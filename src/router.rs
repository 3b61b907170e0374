use std::path::Path;

use axum::{
    extract::DefaultBodyLimit,
    routing::{get, post},
    Router,
};
use tower::ServiceBuilder;
use tower_cookies::CookieManagerLayer;
use tower_http::{cors::CorsLayer, services::ServeDir, trace::TraceLayer};

use crate::handlers::{self, AppState};

pub fn create_router(state: AppState, upload_dir: &Path) -> Router {
    Router::new()
        // Inventory items
        .route("/api/items", get(handlers::inventory::items_list))
        .route("/api/items", post(handlers::inventory::create_item))
        .route("/api/items/:item_id", get(handlers::inventory::item_detail))
        .route("/api/items/:item_id/receive", post(handlers::inventory::receive_item))
        .route("/api/items/:item_id/stock", post(handlers::inventory::update_stock))
        .route("/api/items/:item_id/reorder", post(handlers::inventory::request_reorder))
        .route("/api/items/:item_id/repair", post(handlers::inventory::request_repair))
        .route("/api/items/:item_id/approve", post(handlers::inventory::approve))
        .route(
            "/api/items/:item_id/equipment-status",
            post(handlers::inventory::set_equipment_status),
        )
        .route("/api/items/:item_id/location", post(handlers::inventory::update_location))
        .route("/api/items/:item_id/owner", post(handlers::inventory::update_owner))
        .route("/api/items/:item_id/notes", post(handlers::inventory::add_note))

        // Barcode scanning
        .route("/api/barcodes/:barcode", get(handlers::inventory::item_by_barcode))
        .route("/api/barcodes/:barcode/receive", post(handlers::inventory::receive_barcode))

        // Lookups
        .route("/api/locations", get(handlers::api::locations))
        .route("/api/ids/next", get(handlers::api::next_id))
        .route("/api/members", get(handlers::api::members))
        .route("/api/activity", get(handlers::activities::activities_list))

        // Uploaded item photos
        .nest_service("/uploads", ServeDir::new(upload_dir))

        // Middleware
        .layer(
            ServiceBuilder::new()
                .layer(TraceLayer::new_for_http())
                .layer(CookieManagerLayer::new())
                .layer(CorsLayer::permissive())
                .layer(DefaultBodyLimit::max(10 * 1024 * 1024)) // 10MB
        )
        .with_state(state)
}
use serde::Serialize;
use tower_cookies::Cookies;

use crate::{
    handlers::AppState,
    models::{Actor, TeamMember, TEAM_MEMBER},
    utils::verify_token,
};

pub const AUTH_COOKIE: &str = "auth_token";

#[derive(Debug, Clone, Serialize)]
pub struct CurrentUser {
    pub id: String,
    pub email: String,
    pub display_name: String,
}

impl CurrentUser {
    pub fn actor(&self) -> Actor {
        Actor::user(self.display_name.clone())
    }
}

/// Resolves the signed-in team member from the identity cookie.
///
/// The token is issued by the external auth provider. When it carries no
/// display name the member document is consulted, then the email address.
pub async fn get_current_user(cookies: &Cookies, state: &AppState) -> Option<CurrentUser> {
    let token = cookies.get(AUTH_COOKIE)?.value().to_string();

    let claims = match verify_token(&state.jwt_secret, &token) {
        Ok(claims) => claims,
        Err(e) => {
            log::debug!("ignoring invalid identity token: {}", e);
            return None;
        }
    };

    let has_name = claims
        .name
        .as_deref()
        .map_or(false, |n| !n.trim().is_empty());
    let display_name = if has_name {
        claims.display_name()
    } else {
        match member_name(state, &claims.sub).await {
            Some(name) => name,
            None => claims.display_name(),
        }
    };

    Some(CurrentUser {
        id: claims.sub,
        email: claims.email,
        display_name,
    })
}

async fn member_name(state: &AppState, member_id: &str) -> Option<String> {
    let doc = state.store.get(member_id).await.ok()??;
    if doc.doc_type != TEAM_MEMBER {
        return None;
    }
    TeamMember::from_document(&doc)
        .ok()
        .map(|m| m.name)
        .filter(|n| !n.trim().is_empty())
}

/// Acting identity for the audit trail; unauthenticated callers act anonymously.
pub async fn current_actor(cookies: &Cookies, state: &AppState) -> Actor {
    match get_current_user(cookies, state).await {
        Some(user) => user.actor(),
        None => Actor::Anonymous,
    }
}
* * *
## [Task brief]
Only lines that hold the string "CookieManagerLayer" belong in the answer, so copy every one of them from the records.

## [Result]
use tower_cookies::CookieManagerLayer;
                .layer(CookieManagerLayer::new())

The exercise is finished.